Material for the task below:

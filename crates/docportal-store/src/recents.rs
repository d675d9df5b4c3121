//! Recently viewed documents persisted under the `amf-recent-documents` key.

use chrono::{DateTime, Utc};
use docportal_core::defaults::{RECENT_DOCUMENTS_KEY, RECENT_ITEMS_MAX, RECENT_WIDGET_LIMIT};
use docportal_core::{push_recent, RecentDocument, RecentEntry, RecentlyViewedStore, Result};
use tracing::debug;

use crate::config::StoreConfig;
use crate::storage::{load_json, FileStorage, KeyValueStorage};

/// Most-recent-first view history backed by key-value storage.
#[derive(Debug)]
pub struct PersistentRecents<S: KeyValueStorage> {
    storage: S,
    items: Vec<RecentDocument>,
    max_items: usize,
}

impl<S: KeyValueStorage> PersistentRecents<S> {
    /// Open with the default cap.
    pub fn open(storage: S) -> Self {
        Self::with_capacity(storage, RECENT_ITEMS_MAX)
    }

    /// Open keeping at most `max_items` entries. A stored list longer than
    /// the cap is truncated in memory and rewritten on the next record.
    pub fn with_capacity(storage: S, max_items: usize) -> Self {
        let mut items: Vec<RecentDocument> = load_json(&storage, RECENT_DOCUMENTS_KEY);
        items.truncate(max_items);
        debug!(
            subsystem = "store",
            component = "recents",
            op = "open",
            result_count = items.len(),
            max_items,
            "Recently viewed loaded"
        );
        Self {
            storage,
            items,
            max_items,
        }
    }

    pub fn max_items(&self) -> usize {
        self.max_items
    }

    /// The first `limit` entries, as shown in the sidebar widget.
    pub fn latest(&self, limit: usize) -> &[RecentDocument] {
        &self.items[..self.items.len().min(limit)]
    }

    /// Entries shown in the sidebar widget before its "View All" link.
    pub fn widget_items(&self) -> &[RecentDocument] {
        self.latest(RECENT_WIDGET_LIMIT)
    }

    /// Forget the whole history.
    pub fn clear(&mut self) -> Result<()> {
        self.items.clear();
        self.storage.remove(RECENT_DOCUMENTS_KEY)
    }

    pub fn into_storage(self) -> S {
        self.storage
    }
}

impl PersistentRecents<FileStorage> {
    /// Open the file-backed history in the configured data directory,
    /// capped at `config.recent_max`.
    pub fn from_config(config: &StoreConfig) -> Result<Self> {
        config.validate()?;
        Ok(Self::with_capacity(config.file_storage(), config.recent_max))
    }
}

impl<S: KeyValueStorage> RecentlyViewedStore for PersistentRecents<S> {
    fn record(&mut self, entry: RecentEntry, now: DateTime<Utc>) -> Result<()> {
        let id = entry.id.clone();
        let mut items = self.items.clone();
        push_recent(&mut items, entry, now, self.max_items);

        let json = serde_json::to_string(&items)?;
        self.storage.set(RECENT_DOCUMENTS_KEY, &json)?;
        self.items = items;

        debug!(
            subsystem = "store",
            component = "recents",
            op = "record",
            document_id = %id,
            result_count = self.items.len(),
            "View recorded"
        );
        Ok(())
    }

    fn list(&self) -> Vec<RecentDocument> {
        self.items.clone()
    }
}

End of Material for the task.

> **What you are asked to do**
Output consists of exactly the lines from the one containing "the sidebar widget." to the end of the records above, retyped without change and with nothing extra.

> **Expected answer**
    /// The first `limit` entries, as shown in the sidebar widget.
    pub fn latest(&self, limit: usize) -> &[RecentDocument] {
        &self.items[..self.items.len().min(limit)]
    }

    /// Entries shown in the sidebar widget before its "View All" link.
    pub fn widget_items(&self) -> &[RecentDocument] {
        self.latest(RECENT_WIDGET_LIMIT)
    }

    /// Forget the whole history.
    pub fn clear(&mut self) -> Result<()> {
        self.items.clear();
        self.storage.remove(RECENT_DOCUMENTS_KEY)
    }

    pub fn into_storage(self) -> S {
        self.storage
    }
}

impl PersistentRecents<FileStorage> {
    /// Open the file-backed history in the configured data directory,
    /// capped at `config.recent_max`.
    pub fn from_config(config: &StoreConfig) -> Result<Self> {
        config.validate()?;
        Ok(Self::with_capacity(config.file_storage(), config.recent_max))
    }
}

impl<S: KeyValueStorage> RecentlyViewedStore for PersistentRecents<S> {
    fn record(&mut self, entry: RecentEntry, now: DateTime<Utc>) -> Result<()> {
        let id = entry.id.clone();
        let mut items = self.items.clone();
        push_recent(&mut items, entry, now, self.max_items);

        let json = serde_json::to_string(&items)?;
        self.storage.set(RECENT_DOCUMENTS_KEY, &json)?;
        self.items = items;

        debug!(
            subsystem = "store",
            component = "recents",
            op = "record",
            document_id = %id,
            result_count = self.items.len(),
            "View recorded"
        );
        Ok(())
    }

    fn list(&self) -> Vec<RecentDocument> {
        self.items.clone()
    }
}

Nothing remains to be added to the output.